The cold combined with the snow and ice that accumulated during the storm could cause lingering power outages and treacherous road conditions for those traveling on the holiday, the weather service said.

Temperatures are expected to rise Tuesday and Wednesday before another storm system brings heavy rains from Wednesday night through Thursday night, according to the weather service.

On Sunday evening, National Grid reported only a handful of customers without power in Massachusetts, and Eversource reported 885.

Such frigid temperatures can be deadly for people without a warm place to stay. Outreach teams from the Pine Street Inn worked Sunday to encourage homeless people to come indoors, said Barbara Trevisan, a spokeswoman for the shelter.

“They have identified the most vulnerable people and are making every effort to bring them inside. . . . The main thing is to keep everyone alive,” she said.

Pine Street has a total of 670 beds, Trevisan said, and can house an additional 50 people using mats or cots. The organization was working Sunday with other shelters to bring people in from the cold.

“We are not going to turn anyone away,” Trevisan said. She added that anyone who sees a homeless person in need of assistance in Boston should dial 911 to report the situation.


Given the dangerous conditions, officials implored residents to stay home Sunday or to exercise great caution if they had to travel.

More than 540 flights into or out of Logan International Airport were canceled Sunday, and 100 were delayed, according to the airline tracking website FlightAware.

But airport operations mostly continued as usual, according to Samantha Decker, a spokeswoman for the Massachusetts Port Authority, which operates the airport.

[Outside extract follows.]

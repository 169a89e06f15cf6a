//! Locale-keyed display strings for the Keyword Transformations worksheet app.

pub mod config;
pub mod i18n;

Getting around by land was at least as difficult as air travel, as ice and sleet accumulated on roadways and water pooled in low-lying areas.

Sunday saw rollover accidents in Lawrence and Andover and minor crashes and vehicle spin-outs elsewhere, but no injuries were reported, according to David Procopio, a spokesman for the Massachusetts State Police.

On the Massachusetts Turnpike, the speed limit was lowered to 40 miles per hour from Weston to the New York state line, and State Police placed additional restrictions on tandem trailers and hazmat carriers on roads, he said.

In Leominster, a city plow truck tipped over while driving uphill on High Street Sunday morning, said Deputy Fire Chief Daniel Kirouac. The truck lost traction and slid downhill about 50 feet before striking a tree, then rolled onto its passenger side, Kirouac said. “The driver self-extricated; he’s fine,” he added.

The MBTA reported some weather-related delays Sunday, mostly on the Green Line. On Monday, trains and buses will operate on a Saturday schedule because of the holiday. The T asked customers to plan for an extra 10 to 15 minutes of travel time and to visit www.mbta.com/winter-weather for updates.


Keolis Commuter Services, which operates the T’s commuter rail service, reported delays Sunday for multiple trains, including a nearly hour-long delay on the Greenbush line. Keolis said the service will run on a normal weekday schedule Monday.

The Bluebikes bicycle share system, which operates in Boston, Brookline, Cambridge, and Somerville, was temporarily shut down because of the inclement weather but was scheduled to reopen Monday.

Many New Englanders seemed unfazed by the cold and damp.

In Charlestown, married couple Emmett Mullin and Karen Singer, both 69, tightly held hands as they tried to navigate slick sidewalks beneath an umbrella Sunday morning. The Edgartown couple refused to let the messy weather spoil their weekend plans, which included staying in Sunday night at their daughter’s apartment to eat pizza and watch the Patriots game.

“We love the Vineyard, but for us it’s a treat to get off-island,” Singer said. “The whole weekend has been wonderful, regardless of sleet, snow, rain, and all of the above. We’re not letting this weather hold us down.”

In Worcester, which had 6.5 inches of snow, public works crews had mostly cleared city streets by midday, according to Corey Hawkins, an employee at the Acoustic Java coffee shop.

“They have been doing a great job,” Hawkins said.

Acoustic Java saw a steady stream of customers, Hawkins said, adding that Worcester residents seemed to take the storm in stride.


Joe O’Grady, a customer at the Miss Worcester Diner, said the storm didn’t keep people from their normal routine.

“If you didn’t look outside, you wouldn’t know there was a storm,” O’Grady said. “Everyone is just chilling.”